Staphylococcus aureus CodY Negatively Regulates Virulence Gene Expression

Tufts University Sackler School of Graduate Biomedical Sciences, Boston, MA 02111, USA, University of Nebraska, Lincoln, NE 68583, USA, University of Arkansas for Medical Sciences, Little Rock, AR 72205, USA, and Tufts University School of Medicine, Boston, MA 02111, USA

^* To whom correspondence should be addressed. Email: linc.sonenshein{at}tufts.edu.

	Abstract

CodY is a global regulatory protein that was first discovered in Bacillus subtilis where it couples gene expression to changes in the pools of critical metabolites through its activation by GTP and branched-chain amino acids. Homologs of CodY can be found encoded in the genomes of nearly all low-G+C Gram-positive bacteria, including Staphylococcus aureus.
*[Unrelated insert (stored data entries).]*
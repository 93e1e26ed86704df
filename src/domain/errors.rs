use std::path::PathBuf;
use thiserror::Error;

/// Errors surfaced by the forecasting core.
///
/// Batch callers are expected to record these per symbol instead of
/// aborting; see `ForecastService::batch_predict`.
#[derive(Debug, Error)]
pub enum ForecastError {
    /// Input bars were malformed: duplicate or out-of-order dates.
    #[error("Invalid bar series for {symbol}: {reason}")]
    InvalidSeries { symbol: String, reason: String },

    /// The market-data provider returned nothing for the symbol/period.
    #[error("No market data for {symbol} over {period}")]
    DataUnavailable { symbol: String, period: String },

    /// Fewer rows or windows than the minimum an operation requires.
    #[error("Insufficient data: need {required}, got {actual}")]
    InsufficientData { required: usize, actual: usize },

    /// Registry resolution exhausted every candidate key.
    #[error("No trained model for {symbol} (tried {candidates:?})")]
    ModelNotFound {
        symbol: String,
        candidates: Vec<String>,
    },

    /// The regressor failed to fit, predict, or produced non-finite metrics.
    #[error("Training failed at {stage}: {reason}")]
    TrainingFailure { stage: String, reason: String },

    /// Transport-level provider failure (network, decode, rate limit).
    #[error("Market data request for {symbol} failed: {reason}")]
    Provider { symbol: String, reason: String },

    /// Filesystem fault while reading or publishing an artifact.
    #[error("Artifact storage at {path}: {source}")]
    Storage {
        path: PathBuf,
        #[source]
        source: std::io::Error,
    },

    /// Serialization fault in persisted state.
    #[error("Artifact encoding for {context}: {source}")]
    Codec {
        context: String,
        #[source]
        source: serde_json::Error,
    },
}

#[cfg(test)]
mod tests {
    use super::*;

    #[test]
    fn test_model_not_found_lists_candidates() {
        let err = ForecastError::ModelNotFound {
            symbol: "RELIANCE".to_string(),
            candidates: vec!["RELIANCE".to_string(), "RELIANCE.NS".to_string()],
        };

        let msg = err.to_string();
        assert!(msg.contains("RELIANCE"));
        assert!(msg.contains("RELIANCE.NS"));
    }

    #[test]
    fn test_insufficient_data_formatting() {
        let err = ForecastError::InsufficientData {
            required: 100,
            actual: 42,
        };

        let msg = err.to_string();
        assert!(msg.contains("100"));
        assert!(msg.contains("42"));
    }
}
Introduction of a codY null mutation into two S. aureus clinical isolates, SA564 and UAMS-1, through allelic replacement, resulted in overexpression of several virulence genes. The mutant strains had higher levels of hemolytic activity toward rabbit erythrocytes in their culture fluid, produced more polysaccharide intercellular adhesin (PIA), and formed more robust biofilms than did their isogenic parent strains. These phenotypes were associated with derepressed levels of RNA for the hemolytic -toxin (hla), the accessory gene regulator (agr) (RNAII and RNAIII/hld), and the operon responsible for the production of PIA (icaADBC). These data suggest that CodY represses, either directly or indirectly, the synthesis of a number of virulence factors of S. aureus.